Mezzo miliardo di euro per salvare l’azienda, impedire la sospensione della licenza e comprare la benzina per far volare gli aerei, i soci di Alitalia non ce l’hanno. O non vogliono mettercelo. In queste ore, tutto sembra congiurare perché lo Stato, ancora una volta, intervenga. Con un salvataggio che sarà tale ma denominato in altra maniera. Ovvero, i bond aziendali sottoscritti dal governo oppure con l’intervento di Poste italiane. Non si spiegherebbero altrimenti, del resto, i continui incontri tra i responsabili della compagnia e il premier Letta.
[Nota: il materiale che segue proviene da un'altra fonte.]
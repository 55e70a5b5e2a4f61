//! Heredoc openers, markers and bodies.
//!
//! `<<EOM` declares a heredoc; its body starts on the line after the declaration and runs to a line holding only the
//! terminator. Several heredocs may be declared on one line; their bodies follow in declaration order.
//!
//! ## Notes
//! - In operator position `<<` is a shift unless an uppercase marker or a quoted marker follows directly.
//! - `<<~` allows the terminator line to be indented.
//! - A trailing `\r` on the terminator line is ignored.

use super::state::{HeredocMode, HeredocSpec};
use super::{Lexer, is_word_continue, is_word_start};
use camel_core::lang::kinds::SyntaxKind;

impl<'a> Lexer<'a> {
    /// Whether `<<` at the current position (the first `<` consumed) declares a heredoc.
    pub(super) fn heredoc_follows(&self, term: bool) -> bool {
        let Some(after) = self.rest().strip_prefix('<') else {
            return false;
        };
        let marker = after.strip_prefix('~').unwrap_or(after);
        match marker.chars().next() {
            Some('"' | '\'' | '`') => true,
            Some(c) if is_word_start(c) => term || is_uppercase_marker(marker),
            _ => false,
        }
    }

    /// Scan the marker after `<<` and queue its body.
    pub(super) fn scan_heredoc_marker(&mut self, indentable: bool) -> Option<SyntaxKind> {
        let start = self.current_pos;
        let c = self.peek()?;
        match c {
            '"' | '\'' | '`' => {
                self.advance();
                self.advance_while(|ch| ch != c && ch != '\n');
                self.match_char(c);
            }
            c if is_word_start(c) => self.advance_while(is_word_continue),
            _ => return None,
        }
        let marker = &self.source[start..self.current_pos];
        self.stack.queue_heredoc(HeredocSpec::from_marker(marker, indentable));
        Some(SyntaxKind::HeredocMarker)
    }

    /// Inside a heredoc body.
    pub(super) fn scan_heredoc_body(&mut self, spec: &HeredocSpec) -> Option<SyntaxKind> {
        let start = self.current_pos;
        if let Some(len) = self.terminator_len(spec) {
            self.current_pos += len;
            self.stack.pop();
            return Some(SyntaxKind::HeredocEnd);
        }

        let interpolates = spec.mode != HeredocMode::Verbatim;
        while let Some(c) = self.peek() {
            if self.current_pos > start && self.terminator_len(spec).is_some() {
                break;
            }
            if c == '\\' && interpolates {
                if self.current_pos > start {
                    break;
                }
                return Some(self.scan_string_special());
            }
            self.advance();
        }
        (self.current_pos > start).then(|| spec.content_kind())
    }

    /// Length of the terminator line at the current position, excluding its newline.
    ///
    /// An empty terminator line takes its newline so that the token is never empty.
    fn terminator_len(&self, spec: &HeredocSpec) -> Option<usize> {
        if !self.at_line_start(self.current_pos) {
            return None;
        }
        let rest = self.rest();
        let line_len = rest.find('\n').unwrap_or(rest.len());
        let line = &rest[..line_len];
        let content = line.strip_suffix('\r').unwrap_or(line);
        let content = if spec.indentable {
            content.trim_start_matches([' ', '\t'])
        } else {
            content
        };
        if content != spec.terminator {
            return None;
        }
        match line_len {
            0 if line_len < rest.len() => Some(1),
            0 => None,
            len => Some(len),
        }
    }
}

/// `EOM`, `END_SQL`: an identifier without lowercase letters, starting with a capital.
fn is_uppercase_marker(text: &str) -> bool {
    let word: &str = text.split(|c: char| !is_word_continue(c)).next().unwrap_or("");
    word.starts_with(|c: char| c.is_ascii_uppercase())
        && word.chars().all(|c| c.is_ascii_uppercase() || c.is_ascii_digit() || c == '_')
}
Nel frattempo, si fa strada la possibilità di un nuovo commissariamento, l’alternativa peggiore sia per la proprietà che per i sindacati. Lanfranco Senn, esperto di trasporti e presidente di Metropolitana Milanese Spa ci dice la sua sulla vicenda.
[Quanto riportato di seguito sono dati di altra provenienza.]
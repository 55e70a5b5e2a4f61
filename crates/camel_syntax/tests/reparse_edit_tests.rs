//! Typing into a previously parsed file: the result always equals a fresh parse of the edited text.

use camel_core::Dialect;
use camel_core::lang::kinds::SyntaxKind;
use camel_syntax::reparse::{self, ReparseOutcome, TextEdit};
use camel_syntax::{Parse, parse};

/// Apply `edit` both ways and compare; return the kind of the patched element, if any.
fn check(source: &str, edit: TextEdit, dialect: &Dialect) -> Option<SyntaxKind> {
    let old = parse(source, dialect);
    let new_text = edit.apply(source).unwrap_or_else(|| panic!("edit {edit:?} does not fit {source:?}"));
    let full = parse(&new_text, dialect);
    let incremental = reparse::reparse(&old, &edit, dialect);
    assert_same(&incremental, &full);
    match reparse::analyze(&old, &edit, dialect) {
        ReparseOutcome::Patch(patch) => {
            assert_same(&patch.parse, &full);
            Some(patch.kind)
        }
        ReparseOutcome::FullReparseRequired(_) => None,
    }
}

fn assert_same(actual: &Parse, expected: &Parse) {
    assert_eq!(actual.text(), expected.text());
    assert_eq!(actual.debug_dump(), expected.debug_dump());
    assert_eq!(actual.errors(), expected.errors());
}

/// Type `word` one character at a time at `offset`, checking after every keystroke.
fn type_word(source: &str, offset: u32, word: &str, dialect: &Dialect) {
    let mut text = source.to_string();
    let mut at = offset;
    for c in word.chars() {
        let edit = TextEdit::insert(at, c.to_string());
        check(&text, edit.clone(), dialect);
        text = edit.apply(&text).unwrap_or_default();
        at += u32::try_from(c.len_utf8()).unwrap_or(1);
    }
}

const SAMPLE: &str = "package Shop::Cart;\n\
use strict;\n\
\n\
=pod\n\
\n\
Cart helpers.\n\
\n\
=cut\n\
\n\
sub total {\n\
    my ($self, %args) = @_;\n\
    my $sum = 0;\n\
    $sum += $_->{price} for @{ $self->{items} };\n\
    return sprintf(\"%.2f\", $sum);\n\
}\n\
\n\
print <<EOM;\n\
Total: @{[ total() ]}\n\
EOM\n\
1;\n";

fn offset_of(source: &str, needle: &str) -> u32 {
    let index = source.find(needle).unwrap_or_else(|| panic!("{needle:?} not in sample"));
    u32::try_from(index).unwrap_or(u32::MAX)
}

#[test]
fn typing_inside_a_string() {
    let at = offset_of(SAMPLE, "%.2f") + 1;
    type_word(SAMPLE, at, "edit", &Dialect::new());
    let kind = check(SAMPLE, TextEdit::insert(at, "x"), &Dialect::new());
    assert_eq!(kind, Some(SyntaxKind::StringDq));
}

#[test]
fn typing_inside_a_variable_name() {
    let at = offset_of(SAMPLE, "$sum = 0") + 2;
    type_word(SAMPLE, at, "edit", &Dialect::new());
    let kind = check(SAMPLE, TextEdit::insert(at, "x"), &Dialect::new());
    assert_eq!(kind, Some(SyntaxKind::VariableName));
}

#[test]
fn typing_inside_a_sub_body() {
    let at = offset_of(SAMPLE, "my $sum");
    type_word(SAMPLE, at, "edit;", &Dialect::new());
    let kind = check(SAMPLE, TextEdit::insert(at, "x;"), &Dialect::new());
    assert_eq!(kind, Some(SyntaxKind::LazyBlock));
}

#[test]
fn typing_inside_pod() {
    let at = offset_of(SAMPLE, "helpers");
    type_word(SAMPLE, at, "edit ", &Dialect::new());
    let kind = check(SAMPLE, TextEdit::insert(at, "x"), &Dialect::new());
    assert_eq!(kind, Some(SyntaxKind::Pod));
}

#[test]
fn typing_inside_a_heredoc_body() {
    let at = offset_of(SAMPLE, "Total") + 2;
    type_word(SAMPLE, at, "edit", &Dialect::new());
    let kind = check(SAMPLE, TextEdit::insert(at, "x"), &Dialect::new());
    assert_eq!(kind, Some(SyntaxKind::HeredocQq));
}

#[test]
fn typing_a_quote_that_swallows_the_rest() {
    let at = offset_of(SAMPLE, "my $sum");
    type_word(SAMPLE, at, "'", &Dialect::new());
    type_word(SAMPLE, at, "q{", &Dialect::new());
}

#[test]
fn deleting_across_elements() {
    let start = offset_of(SAMPLE, "use strict");
    let end = offset_of(SAMPLE, "sub total");
    let edit = TextEdit::delete(rowan::TextRange::new(start.into(), end.into()));
    assert_eq!(check(SAMPLE, edit, &Dialect::new()), None);
}

#[test]
fn replacing_the_heredoc_terminator() {
    let at = offset_of(SAMPLE, "EOM\n1;");
    let edit = TextEdit::new(rowan::TextRange::new(at.into(), (at + 1).into()), "X");
    check(SAMPLE, edit, &Dialect::new());
}

const TEMPLATE: &str = "<ul>\n<? for my $item (@items) { ?>\n  <li><? print $item ?></li>\n<? } ?>\n</ul>\n";

#[test]
fn typing_inside_template_text() {
    let at = offset_of(TEMPLATE, "<li>") + 1;
    type_word(TEMPLATE, at, "edit", &Dialect::template());
    let kind = check(TEMPLATE, TextEdit::insert(at, "x"), &Dialect::template());
    assert_eq!(kind, Some(SyntaxKind::TemplateRegion));
}

#[test]
fn typing_a_code_opener_at_the_top_of_a_region() {
    let at = offset_of(TEMPLATE, "\n  <li>") + 1;
    type_word(TEMPLATE, at, "<? ", &Dialect::template());
}

#[test]
fn typing_a_code_opener_in_the_middle_of_a_region() {
    let at = offset_of(TEMPLATE, "li>") + 1;
    type_word(TEMPLATE, at, "<? ", &Dialect::template());
}

#[test]
fn typing_a_code_opener_at_the_bottom_of_a_region() {
    let at = offset_of(TEMPLATE, "</li>");
    type_word(TEMPLATE, at, "<? ", &Dialect::template());
}

#[test]
fn typing_a_close_tag_in_code() {
    let at = offset_of(TEMPLATE, "$item ?>") + 5;
    type_word(TEMPLATE, at, " ?>", &Dialect::template());
}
Le Poste potrebbero prendere parte alla ricapitalizzazione mettendo sul piatto 75 milioni di euro.
L’azienda, di fatto, è ormai privatizzata a tutti gli effetti. Un’opzione del genere, considerando che in passato il suo management ha dimostrato buone capacità di ristrutturazione, non è da escludersi a priori.
Perché l’idea di un commissariamento spaventa?
Un commissario, per definizione, spiazza i poteri. Si sostituisce in decisioni che hanno la legittimazione dell’eccezionalità all’ordinaria struttura decisionale. Va anche detto, tuttavia, che un commissario non è di per sé garanzia di una migliore gestione.
È giustificata la paura dei sindacati?
Non direi. Vede, tutti i lavoratori vanno garantiti. Ma quelli di Alitalia lo sono stati decisamente più degli altri. Sette anni di cassa integrazione, in Italia, rappresentano un privilegio del tutto inedito. D’altra parte, non è un mistero che alla complicata situazione della compagnia abbiano contribuito decenni di privilegi sindacali ben superiori rispetto a quelli delle altre categorie. Si suol dire che non esiste famiglia romana che non abbia un parente in Alitalia o alla Rai. Ciò significa che l’azienda è stata per anni una rete di sicurezza per l’occupazione romana, a prescindere dalla produttività o dalla professionalità.
La drammatizzazione degli eventi potrebbe servire a preparare il terreno all’ennesimo aiuto di Stato?
Non si può escludere, anche se è un’ipotesi del tutto scongiurabile. Sia che si tratti di un prestito vero e proprio, sia che si tratti di bond in cui lo Stato si assume il rischio dell’emissione. Insomma, l’aiuto di Stato vero e proprio è questione giuridicamente bypassabile. Resta il fatto che, nell’eventualità, si darebbero soldi dei cittadini a una compagnia che, per colpa della cattiva gestione di altri, è fallimentare.
L’ipotesi di acquisizione da parte di Air France è verosimile e auspicabile?
Certo, resta un’opzione sul piatto. Sull’auspicabilità, andrebbero sottolineate alcune perplessità. Occorre evitare che l’azienda pieghi agli interessi francesi la gestione del trasporto aereo italiano. Se Air France disporrà del potere di aprire e chiudere tratte, destinazioni e origini senza l’obbligo di una qualche forma di servizio universale, per la mobilità aerea italiana sarà un grosso problema. Non dimentichiamo che la Francia è il nostro primo competitor a livello turistico. In tal senso, sarebbe indubbiamente preferibile l’acquisizione da parte di Lufthansa. Che, molto più verosimilmente, si limiterebbe a praticare il proprio business senza piegarlo a interessi nazionali. Anche perché, per i tedeschi, l’interesse nazionale si verifica quando le aziende tedesche svolgono correttamente i propri affari.
E se gli azionisti di maggioranza dell’aziende diventassero i Benetton?
Difficile dire quante probabilità ci sono che questo accada. Di sicuro, sarebbe un’opzione interessante. Tutte le filiere del trasporto hanno bisogno di maggiore integrazione tra gestore delle infrastrutture e quello del mezzo. In caso contrario, la contrapposizione tra struttura e mezzo risulta deleteria. Basti pensare al danno prodotto al trasporto aereo dalla bagarre Sea-Alitalia.
Crede che Letta sia in tribolazione, come scrive Il Fatto Quotidiano, per salvare i soldi della banche creditrici?
Di certo, il problema esiste. Non saprei quantificare, francamente, l’ansia di Letta da questo punto di vista.